I'm a student currently working on a science fair project which will measure the response of plants to coherent vs incoherent light of varying wavelengths. However, the only tunable and narrowband light source that I have access to is a tunable visible laser, which can obviously only produce coherent light. Is there a device which can destroy the temporal and spatial coherence of a laser beam so that it resembles the light emitted from a blackbody or something like that, but still leaves it monochromatic (i.e. the reverse of a collimator)?

Answer 1

A collimator does not change the coherence properties of your light source (i.e. the statistical phase correlation), but the propagation direction of the light. In wave optics terms, the wavefronts are made planar and orientated in the same direction, such that the beam is neither converging nor diverging. In ray optics terms, all rays are made parallel instead of converging or diverging. This results in beams of almost constant diameter, like a typical laser beam. (Note that this is an idealization: In reality, since plane waves cannot exist, all free-space beams will diverge noticeably after a certain propagation distance due to diffraction of its constituents - although this distance can be made very large.)

The coherence properties of your beam are defined by the statistical relationship between the phases of its constituents. In a coherent beam, two wavefronts starting out with a certain phase shift at the source will have the same phase shift when measured at any distance away. Such constant phase relation is the basis for visible interference patterns that don't fluctuate.
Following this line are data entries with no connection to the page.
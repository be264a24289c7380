//! Terminal UI wrapper.
//!
//! This module provides [`Tui`], a wrapper around ratatui's Terminal that
//! handles the async event loop, raw mode, and alternate screen management.

use std::io::Stdout;
use std::ops::{Deref, DerefMut};
use std::time::Duration;

use crossterm::cursor;
use crossterm::event::{
    Event as CrosstermEvent, EventStream, KeyCode, KeyEvent, KeyEventKind, KeyModifiers,
};
use crossterm::terminal::{EnterAlternateScreen, LeaveAlternateScreen};
use futures::{FutureExt, StreamExt};
use ratatui::Terminal;
use ratatui::backend::CrosstermBackend;
use tokio::sync::mpsc;
use tokio::sync::mpsc::{UnboundedReceiver, UnboundedSender};
use tokio::task::JoinHandle;
use tokio::time::interval;
use tokio_util::sync::CancellationToken;

const GRACEFUL_SHUTDOWN_TIMEOUT_MS: u64 = 500;
const FORCEFUL_SHUTDOWN_TIMEOUT_MS: u64 = 2000;

pub type Backend = CrosstermBackend<Stdout>;

#[derive(Clone, Debug)]
pub enum Event {
    Init,
    Quit,
    Error(String),
    Tick,
    Render,
    Key(KeyEvent),
    Resize(u16, u16),
}

/// Terminal UI wrapper.
///
/// Manages the terminal state (raw mode, alternate screen) and provides
/// an async event stream with separate tick and frame intervals.
pub struct Tui {
    terminal: Terminal<Backend>,
    task: JoinHandle<()>,
    cancellation_token: CancellationToken,
    event_rx: UnboundedReceiver<Event>,
    event_tx: UnboundedSender<Event>,
    frame_rate: f64,
    tick_rate: f64,
}

impl Tui {
    /// Create a new TUI with the specified frame and tick rates.
    ///
    /// # Arguments
    /// * `frame_rate` - Frames per second for rendering (e.g., 60.0)
    /// * `tick_rate` - Ticks per second for animations (e.g., 4.0)
    pub fn new(frame_rate: f64, tick_rate: f64) -> color_eyre::Result<Self> {
        let (event_tx, event_rx) = mpsc::unbounded_channel();
        Ok(Self {
            terminal: Terminal::new(Backend::new(std::io::stdout()))?,
            task: tokio::spawn(async {}),
            cancellation_token: CancellationToken::new(),
            event_rx,
            event_tx,
            frame_rate,
            tick_rate,
        })
    }

    /// Enter the TUI (raw mode, alternate screen).
    pub fn enter(&mut self) -> color_eyre::Result<()> {
        crossterm::terminal::enable_raw_mode()?;
        crossterm::execute!(std::io::stdout(), EnterAlternateScreen, cursor::Hide)?;
        self.start();
        Ok(())
    }

    /// Exit the TUI (restore terminal state).
    pub fn exit(&mut self) -> color_eyre::Result<()> {
        self.stop()?;
        if crossterm::terminal::is_raw_mode_enabled()? {
            self.flush()?;
            crossterm::execute!(std::io::stdout(), LeaveAlternateScreen, cursor::Show)?;
            crossterm::terminal::disable_raw_mode()?;
        }
        Ok(())
    }

    /// Get the next event from the event stream.
    pub async fn next_event(&mut self) -> Option<Event> {
        self.event_rx.recv().await
    }

    fn start(&mut self) {
        self.cancel();
        self.cancellation_token = CancellationToken::new();
        let event_loop = Self::event_loop(
            self.event_tx.clone(),
            self.cancellation_token.clone(),
            self.tick_rate,
            self.frame_rate,
        );
        self.task = tokio::spawn(event_loop);
    }

    fn stop(&mut self) -> color_eyre::Result<()> {
        self.cancel();
        let mut shutdown_counter = 0;
        while !self.task.is_finished() {
            std::thread::sleep(Duration::from_millis(1));
            shutdown_counter += 1;
            if shutdown_counter >= GRACEFUL_SHUTDOWN_TIMEOUT_MS {
                self.task.abort();
            }
            if shutdown_counter >= FORCEFUL_SHUTDOWN_TIMEOUT_MS {
                return Err(color_eyre::eyre::eyre!("Failed to stop TUI task"));
            }
        }
        Ok(())
    }

    fn cancel(&self) {
        self.cancellation_token.cancel();
    }

    async fn event_loop(
        event_tx: UnboundedSender<Event>,
        cancellation_token: CancellationToken,
        tick_rate: f64,
        frame_rate: f64,
    ) {
        let mut event_stream = EventStream::new();
        let mut tick_interval = interval(Duration::from_secs_f64(1.0 / tick_rate));
        let mut frame_interval = interval(Duration::from_secs_f64(1.0 / frame_rate));

        // Spawn SIGTERM handler on Unix
        #[cfg(unix)]
        {
            let event_tx_clone = event_tx.clone();
            tokio::spawn(async move {
                let mut sigterm =
                    tokio::signal::unix::signal(tokio::signal::unix::SignalKind::terminate())
                        .expect("Failed to create SIGTERM handler");
                sigterm.recv().await;
                let _ = event_tx_clone.send(Event::Quit);
            });
        }

        event_tx
            .send(Event::Init)
            .expect("Failed to send init event");

        loop {
            let event = tokio::select! {
                _ = cancellation_token.cancelled() => {
                    break;
                }
                _ = tick_interval.tick() => Event::Tick,
                _ = frame_interval.tick() => Event::Render,
                crossterm_event = event_stream.next().fuse() => {
                    match crossterm_event {
                        Some(Ok(event)) => match event {
                            CrosstermEvent::Key(key) => {
                                if key.kind == KeyEventKind::Press {
                                    if key.modifiers.contains(KeyModifiers::CONTROL)
                                        && key.code == KeyCode::Char('c')
                                    {
                                        Event::Quit
                                    } else {
                                        Event::Key(key)
                                    }
                                } else {
                                    continue;
                                }
                            },
                            CrosstermEvent::Resize(width, height) => Event::Resize(width, height),
                            _ => continue,
                        },
                        Some(Err(e)) => Event::Error(e.to_string()),
                        None => break
                    }
                }
            };
            if event_tx.send(event).is_err() {
                break;
            }
        }
        cancellation_token.cancel();
    }
}

impl Deref for Tui {
    type Target = Terminal<Backend>;

    fn deref(&self) -> &Self::Target {
        &self.terminal
    }
}

impl DerefMut for Tui {
    fn deref_mut(&mut self) -> &mut Self::Target {
        &mut self.terminal
    }
}

impl Drop for Tui {
    fn drop(&mut self) {
        self.exit().unwrap();
    }
}
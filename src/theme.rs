use catppuccin::PALETTE;
use ratatui::style::Color;
use ratatui::widgets::BorderType;

/// Convert a catppuccin color to a ratatui color.
const fn catppuccin_to_color(c: &catppuccin::Color) -> Color {
    Color::Rgb(c.rgb.r, c.rgb.g, c.rgb.b)
}

/// Application theme.
///
/// Holds concrete color values so widgets stay independent of any specific
/// palette. Use the factory functions like [`Theme::catppuccin_mocha`] for
/// pre-configured themes.
#[derive(Debug, Clone, Copy)]
pub struct Theme {
    pub base: Color,
    pub surface0: Color,
    pub surface1: Color,
    pub overlay0: Color,

    pub text: Color,
    pub subtext0: Color,
    pub subtext1: Color,

    pub red: Color,
    pub peach: Color,
    pub yellow: Color,
    pub green: Color,
    pub blue: Color,
    pub lavender: Color,

    pub border_type: BorderType,
}

impl Theme {
    const fn from_catppuccin(flavor: &catppuccin::Flavor) -> Self {
        let c = &flavor.colors;
        Self {
            base: catppuccin_to_color(&c.base),
            surface0: catppuccin_to_color(&c.surface0),
            surface1: catppuccin_to_color(&c.surface1),
            overlay0: catppuccin_to_color(&c.overlay0),
            text: catppuccin_to_color(&c.text),
            subtext0: catppuccin_to_color(&c.subtext0),
            subtext1: catppuccin_to_color(&c.subtext1),
            red: catppuccin_to_color(&c.red),
            peach: catppuccin_to_color(&c.peach),
            yellow: catppuccin_to_color(&c.yellow),
            green: catppuccin_to_color(&c.green),
            blue: catppuccin_to_color(&c.blue),
            lavender: catppuccin_to_color(&c.lavender),
            border_type: BorderType::Rounded,
        }
    }

    /// Catppuccin Mocha theme (dark).
    #[must_use]
    pub fn catppuccin_mocha() -> Self {
        Self::from_catppuccin(&PALETTE.mocha)
    }

    /// Catppuccin Latte theme (light).
    #[must_use]
    pub fn catppuccin_latte() -> Self {
        Self::from_catppuccin(&PALETTE.latte)
    }

    /// Catppuccin Frappé theme (dark).
    #[must_use]
    pub fn catppuccin_frappe() -> Self {
        Self::from_catppuccin(&PALETTE.frappe)
    }

    /// Catppuccin Macchiato theme (dark).
    #[must_use]
    pub fn catppuccin_macchiato() -> Self {
        Self::from_catppuccin(&PALETTE.macchiato)
    }
}

/// Resolve a theme by its display name, falling back to Mocha.
#[must_use]
pub fn theme_from_name(name: &str) -> Theme {
    match name.to_ascii_lowercase().as_str() {
        "catppuccin latte" => Theme::catppuccin_latte(),
        "catppuccin frappe" | "catppuccin frappé" => Theme::catppuccin_frappe(),
        "catppuccin macchiato" => Theme::catppuccin_macchiato(),
        _ => Theme::catppuccin_mocha(),
    }
}

#[cfg(test)]
mod tests {
    use super::*;

    #[test]
    fn lookup_is_case_insensitive() {
        let latte = theme_from_name("Catppuccin Latte");
        let latte_lower = theme_from_name("catppuccin latte");
        assert_eq!(latte.base, latte_lower.base);
    }

    #[test]
    fn unknown_name_falls_back_to_mocha() {
        let fallback = theme_from_name("solarized");
        assert_eq!(fallback.base, Theme::catppuccin_mocha().base);
    }
}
• The coherence of a source is reduced if the source has a large spatial extent, such that wavefronts are coming from many different locations and therefore many different distances to your measurement point (e.g. a screen). This makes it difficult for a clear, spatially extended interference pattern to form. Such source has a low spatial coherence. Note: Spatial extent means angular size as viewed from the measurement point, not absolute size! So the spatial coherence of a large-diameter source can be improved by simply moving it farther away, reducing its angular diameter.)

• The coherence of a source can also be reduced if the source has small size, but a large spectral extent (i.e. bandwidth), such that the propagating waves have a large variance in wavelengths. This also makes it difficult for a clear, temporally stable interference pattern to form, since the relative phases of waves with different wavelengths are constantly changing. Such source has a low temporal coherence. The mean time over which phase correlation is lost is the coherence time and, equivalently, the mean distance over which correlation is lost is the coherence length.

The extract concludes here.